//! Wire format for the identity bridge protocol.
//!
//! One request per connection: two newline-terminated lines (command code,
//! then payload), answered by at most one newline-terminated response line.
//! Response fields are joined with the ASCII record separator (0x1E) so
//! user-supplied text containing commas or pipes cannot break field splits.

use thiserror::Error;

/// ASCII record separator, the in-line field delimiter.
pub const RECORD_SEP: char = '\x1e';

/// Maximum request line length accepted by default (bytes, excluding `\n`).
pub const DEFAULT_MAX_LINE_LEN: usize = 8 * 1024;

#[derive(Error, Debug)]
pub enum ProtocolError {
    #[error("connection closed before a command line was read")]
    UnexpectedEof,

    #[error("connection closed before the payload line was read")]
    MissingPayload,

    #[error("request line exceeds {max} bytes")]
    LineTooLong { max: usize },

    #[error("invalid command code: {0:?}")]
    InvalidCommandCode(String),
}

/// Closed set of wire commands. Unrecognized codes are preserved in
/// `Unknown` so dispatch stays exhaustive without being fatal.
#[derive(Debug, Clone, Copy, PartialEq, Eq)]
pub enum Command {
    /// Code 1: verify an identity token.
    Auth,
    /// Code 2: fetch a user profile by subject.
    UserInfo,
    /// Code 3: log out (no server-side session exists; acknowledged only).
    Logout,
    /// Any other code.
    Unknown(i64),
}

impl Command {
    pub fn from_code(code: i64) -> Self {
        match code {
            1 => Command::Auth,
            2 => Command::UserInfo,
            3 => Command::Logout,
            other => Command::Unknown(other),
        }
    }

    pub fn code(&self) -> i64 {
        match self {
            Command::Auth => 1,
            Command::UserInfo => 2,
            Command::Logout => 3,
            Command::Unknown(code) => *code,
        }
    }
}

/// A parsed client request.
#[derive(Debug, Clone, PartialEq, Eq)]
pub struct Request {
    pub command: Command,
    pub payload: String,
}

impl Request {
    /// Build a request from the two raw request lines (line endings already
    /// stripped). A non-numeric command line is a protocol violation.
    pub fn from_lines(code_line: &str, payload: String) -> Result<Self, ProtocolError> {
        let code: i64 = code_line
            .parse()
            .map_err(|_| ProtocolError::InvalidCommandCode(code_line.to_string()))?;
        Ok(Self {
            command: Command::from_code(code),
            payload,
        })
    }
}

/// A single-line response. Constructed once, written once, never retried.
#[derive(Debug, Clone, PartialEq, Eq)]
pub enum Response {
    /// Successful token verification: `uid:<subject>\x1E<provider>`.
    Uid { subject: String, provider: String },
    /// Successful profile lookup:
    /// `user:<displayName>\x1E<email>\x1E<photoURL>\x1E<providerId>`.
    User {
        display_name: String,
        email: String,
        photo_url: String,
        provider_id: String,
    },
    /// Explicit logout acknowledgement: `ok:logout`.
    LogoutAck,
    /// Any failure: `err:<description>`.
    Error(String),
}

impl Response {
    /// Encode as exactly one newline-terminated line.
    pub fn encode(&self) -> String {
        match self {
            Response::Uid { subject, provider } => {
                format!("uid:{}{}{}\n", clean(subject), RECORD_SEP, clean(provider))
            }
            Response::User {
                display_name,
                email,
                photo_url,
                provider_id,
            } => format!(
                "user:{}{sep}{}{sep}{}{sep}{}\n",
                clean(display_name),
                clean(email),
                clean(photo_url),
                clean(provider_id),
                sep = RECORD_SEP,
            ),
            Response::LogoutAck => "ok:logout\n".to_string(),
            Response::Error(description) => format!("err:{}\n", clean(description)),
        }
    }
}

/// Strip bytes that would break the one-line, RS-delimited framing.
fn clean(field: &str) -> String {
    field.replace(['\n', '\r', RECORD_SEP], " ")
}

::::::::

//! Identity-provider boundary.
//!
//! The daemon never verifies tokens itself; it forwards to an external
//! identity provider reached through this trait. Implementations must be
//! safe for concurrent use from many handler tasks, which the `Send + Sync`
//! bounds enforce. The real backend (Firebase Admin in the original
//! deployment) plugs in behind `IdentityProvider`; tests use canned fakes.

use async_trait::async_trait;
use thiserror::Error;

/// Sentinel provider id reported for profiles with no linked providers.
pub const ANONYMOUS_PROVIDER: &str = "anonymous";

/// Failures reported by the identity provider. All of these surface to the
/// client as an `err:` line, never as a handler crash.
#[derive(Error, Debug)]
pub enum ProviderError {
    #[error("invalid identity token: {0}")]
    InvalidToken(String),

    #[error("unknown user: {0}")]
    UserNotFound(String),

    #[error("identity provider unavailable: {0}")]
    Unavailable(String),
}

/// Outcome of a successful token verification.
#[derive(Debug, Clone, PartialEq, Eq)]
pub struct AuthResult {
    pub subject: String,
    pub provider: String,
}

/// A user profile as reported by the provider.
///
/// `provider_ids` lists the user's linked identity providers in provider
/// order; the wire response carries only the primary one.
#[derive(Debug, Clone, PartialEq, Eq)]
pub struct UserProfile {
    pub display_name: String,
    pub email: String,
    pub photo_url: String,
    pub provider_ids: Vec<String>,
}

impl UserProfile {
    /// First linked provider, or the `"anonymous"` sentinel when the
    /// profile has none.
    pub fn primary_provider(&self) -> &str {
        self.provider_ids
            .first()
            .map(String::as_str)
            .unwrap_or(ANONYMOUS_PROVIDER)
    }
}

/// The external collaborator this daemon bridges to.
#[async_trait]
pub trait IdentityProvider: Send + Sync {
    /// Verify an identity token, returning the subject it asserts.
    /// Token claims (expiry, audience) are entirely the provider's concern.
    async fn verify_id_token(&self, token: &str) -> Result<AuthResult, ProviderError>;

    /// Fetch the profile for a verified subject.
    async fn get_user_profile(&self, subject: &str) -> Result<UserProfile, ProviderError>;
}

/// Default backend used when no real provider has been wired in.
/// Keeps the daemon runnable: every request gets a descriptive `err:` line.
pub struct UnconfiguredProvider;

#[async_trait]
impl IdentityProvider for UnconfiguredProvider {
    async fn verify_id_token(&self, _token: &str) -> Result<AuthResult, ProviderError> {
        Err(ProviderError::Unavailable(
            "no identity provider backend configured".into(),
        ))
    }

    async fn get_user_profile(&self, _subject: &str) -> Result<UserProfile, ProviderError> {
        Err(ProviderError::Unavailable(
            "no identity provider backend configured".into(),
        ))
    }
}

::::::::

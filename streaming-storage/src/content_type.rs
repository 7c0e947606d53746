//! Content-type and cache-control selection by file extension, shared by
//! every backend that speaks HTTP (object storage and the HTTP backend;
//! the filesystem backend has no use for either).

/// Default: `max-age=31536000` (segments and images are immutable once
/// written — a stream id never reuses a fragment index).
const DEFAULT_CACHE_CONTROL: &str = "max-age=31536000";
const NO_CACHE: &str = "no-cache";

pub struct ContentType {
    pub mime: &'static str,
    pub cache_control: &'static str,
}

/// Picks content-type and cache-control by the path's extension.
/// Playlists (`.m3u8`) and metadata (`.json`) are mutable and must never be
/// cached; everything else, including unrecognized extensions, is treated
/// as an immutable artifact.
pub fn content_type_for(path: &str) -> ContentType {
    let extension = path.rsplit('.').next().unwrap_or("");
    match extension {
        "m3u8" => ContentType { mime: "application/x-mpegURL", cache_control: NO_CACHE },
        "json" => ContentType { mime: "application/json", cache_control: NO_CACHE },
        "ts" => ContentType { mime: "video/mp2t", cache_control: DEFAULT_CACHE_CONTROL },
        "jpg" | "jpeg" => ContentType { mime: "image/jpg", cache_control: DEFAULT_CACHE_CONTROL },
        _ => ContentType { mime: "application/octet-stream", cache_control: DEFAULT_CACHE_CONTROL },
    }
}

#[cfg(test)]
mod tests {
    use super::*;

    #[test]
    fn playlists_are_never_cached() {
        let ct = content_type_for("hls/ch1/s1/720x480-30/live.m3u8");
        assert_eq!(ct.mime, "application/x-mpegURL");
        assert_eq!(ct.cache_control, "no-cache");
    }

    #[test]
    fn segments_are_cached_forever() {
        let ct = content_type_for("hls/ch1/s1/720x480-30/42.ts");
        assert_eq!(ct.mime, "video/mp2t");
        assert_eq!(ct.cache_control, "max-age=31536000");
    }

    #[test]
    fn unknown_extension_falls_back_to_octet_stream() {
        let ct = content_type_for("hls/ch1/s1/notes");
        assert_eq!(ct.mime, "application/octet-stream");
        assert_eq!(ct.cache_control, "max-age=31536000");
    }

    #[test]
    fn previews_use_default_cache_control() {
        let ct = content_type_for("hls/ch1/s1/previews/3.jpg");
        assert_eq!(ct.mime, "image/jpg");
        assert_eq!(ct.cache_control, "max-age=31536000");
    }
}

::::::::

Return only the number of lines above that include "tests".

2